Dataset entries
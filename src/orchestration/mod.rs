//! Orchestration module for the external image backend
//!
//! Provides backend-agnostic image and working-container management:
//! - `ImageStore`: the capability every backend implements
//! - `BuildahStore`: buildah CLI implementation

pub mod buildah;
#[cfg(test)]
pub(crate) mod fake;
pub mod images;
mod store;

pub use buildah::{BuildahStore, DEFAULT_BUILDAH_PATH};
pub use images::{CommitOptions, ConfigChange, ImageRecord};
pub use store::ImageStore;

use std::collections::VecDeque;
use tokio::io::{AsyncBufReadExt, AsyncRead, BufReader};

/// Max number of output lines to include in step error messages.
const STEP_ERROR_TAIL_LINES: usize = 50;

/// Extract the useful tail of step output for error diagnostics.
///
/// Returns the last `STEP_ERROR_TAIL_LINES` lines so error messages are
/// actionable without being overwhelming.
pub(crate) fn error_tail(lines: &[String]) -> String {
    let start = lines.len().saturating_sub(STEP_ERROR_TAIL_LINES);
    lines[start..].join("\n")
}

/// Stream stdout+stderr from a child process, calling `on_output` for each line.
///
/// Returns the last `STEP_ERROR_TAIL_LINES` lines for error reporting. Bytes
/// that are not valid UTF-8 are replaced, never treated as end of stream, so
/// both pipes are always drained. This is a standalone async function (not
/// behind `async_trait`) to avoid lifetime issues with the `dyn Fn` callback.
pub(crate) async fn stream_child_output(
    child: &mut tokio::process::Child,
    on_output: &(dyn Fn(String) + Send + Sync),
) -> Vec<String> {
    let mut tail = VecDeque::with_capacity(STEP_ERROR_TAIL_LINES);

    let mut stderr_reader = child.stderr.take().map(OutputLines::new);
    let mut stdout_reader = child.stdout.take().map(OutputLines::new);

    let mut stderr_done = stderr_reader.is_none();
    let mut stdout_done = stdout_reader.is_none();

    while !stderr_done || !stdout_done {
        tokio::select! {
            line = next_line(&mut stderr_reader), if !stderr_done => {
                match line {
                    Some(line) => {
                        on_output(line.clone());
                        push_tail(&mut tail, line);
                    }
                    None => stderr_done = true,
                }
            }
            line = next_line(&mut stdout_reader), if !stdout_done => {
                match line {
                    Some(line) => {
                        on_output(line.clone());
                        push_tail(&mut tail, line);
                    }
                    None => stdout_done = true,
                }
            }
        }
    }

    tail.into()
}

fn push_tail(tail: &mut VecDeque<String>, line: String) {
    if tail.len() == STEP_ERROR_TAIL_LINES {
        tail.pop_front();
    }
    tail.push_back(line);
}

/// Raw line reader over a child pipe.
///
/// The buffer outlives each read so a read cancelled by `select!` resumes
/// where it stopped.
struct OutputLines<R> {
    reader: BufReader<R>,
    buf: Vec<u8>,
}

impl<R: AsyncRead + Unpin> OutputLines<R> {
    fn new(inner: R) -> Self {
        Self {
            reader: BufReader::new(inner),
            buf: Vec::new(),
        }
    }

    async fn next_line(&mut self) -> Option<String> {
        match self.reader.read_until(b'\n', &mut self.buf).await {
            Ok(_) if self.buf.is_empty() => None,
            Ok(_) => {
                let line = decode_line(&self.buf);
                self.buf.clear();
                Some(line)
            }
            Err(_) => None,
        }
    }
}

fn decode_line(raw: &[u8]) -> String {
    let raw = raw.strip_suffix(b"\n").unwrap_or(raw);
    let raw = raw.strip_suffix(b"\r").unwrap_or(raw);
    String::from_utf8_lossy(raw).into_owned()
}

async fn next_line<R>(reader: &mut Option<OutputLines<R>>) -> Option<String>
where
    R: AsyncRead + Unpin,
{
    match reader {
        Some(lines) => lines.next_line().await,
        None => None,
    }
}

What to do
Only those lines of the entries above that run from the line containing "step error messages." to the line containing "async function (not", both included, should be transcribed exactly.

Solution
/// Max number of output lines to include in step error messages.
const STEP_ERROR_TAIL_LINES: usize = 50;

/// Extract the useful tail of step output for error diagnostics.
///
/// Returns the last `STEP_ERROR_TAIL_LINES` lines so error messages are
/// actionable without being overwhelming.
pub(crate) fn error_tail(lines: &[String]) -> String {
    let start = lines.len().saturating_sub(STEP_ERROR_TAIL_LINES);
    lines[start..].join("\n")
}

/// Stream stdout+stderr from a child process, calling `on_output` for each line.
///
/// Returns the last `STEP_ERROR_TAIL_LINES` lines for error reporting. Bytes
/// that are not valid UTF-8 are replaced, never treated as end of stream, so
/// both pipes are always drained. This is a standalone async function (not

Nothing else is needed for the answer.